I saw a dear friend for lunch recently. We’ve known each other for approaching twenty years – almost half of my life and almost a third of his.  We first met at work, at the beginning of the dotcom boom when internet technologies and the World Wide Web were becoming commercially interesting. We have many shared experiences from our time spent working together: the excitement of launching a new business, the mental challenge of creating something innovative yet industrially and technically unproven, deep camaraderie from working ridiculously hard to meet seemingly impossible deadlines because the launch date had been announced, a core of shared values, ethics and humour.

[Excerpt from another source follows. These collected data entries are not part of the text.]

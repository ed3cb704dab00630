//! Missing transverse energy

use crate::{numeric::Float, record::EventRecord, Result};

/// Output of one missing-energy algorithm
#[derive(Clone, Copy, Debug, Default, PartialEq)]
pub struct MetValues {
    pub pt: Float,
    pub phi: Float,
    pub sum_et: Float,
}

/// Missing energy as read from the record
#[derive(Clone, Copy, Debug, Default, PartialEq)]
pub struct MetSnapshot {
    /// Particle-flow MET
    pub pf: MetValues,

    /// PUPPI MET, used for the transverse mass cut
    pub puppi: MetValues,

    /// Generator-level MET (pt, phi), simulation only
    pub gen: Option<(Float, Float)>,
}
//
impl MetSnapshot {
    /// Read the MET fields of an event
    pub fn from_record(record: &EventRecord, is_mc: bool) -> Result<Self> {
        let values = |prefix: &str| -> Result<MetValues> {
            Ok(MetValues {
                pt: record.scalar(&format!("{prefix}_pt"))?,
                phi: record.scalar(&format!("{prefix}_phi"))?,
                sum_et: record.scalar(&format!("{prefix}_sumEt"))?,
            })
        };
        let gen = if is_mc {
            Some((record.scalar("GenMET_pt")?, record.scalar("GenMET_phi")?))
        } else {
            None
        };
        Ok(Self {
            pf: values("MET")?,
            puppi: values("PuppiMET")?,
            gen,
        })
    }
}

Its ten years since we last worked together but meeting up is as enjoyable as working together and it doesn’t bring the constant need to deliver projects, manage incidents or sort out security issues. We’d both be rich if we had a £ for every one of those scenarios we’ve managed. Now we get to talk about IT things instead of doing them while grabbing (or missing) lunch. Now we get to talk about holidays, health, children and grandchildren as well as news of friends and family. There is, I suspect, more balance in our lives today than when we worked in a frenetic start-up.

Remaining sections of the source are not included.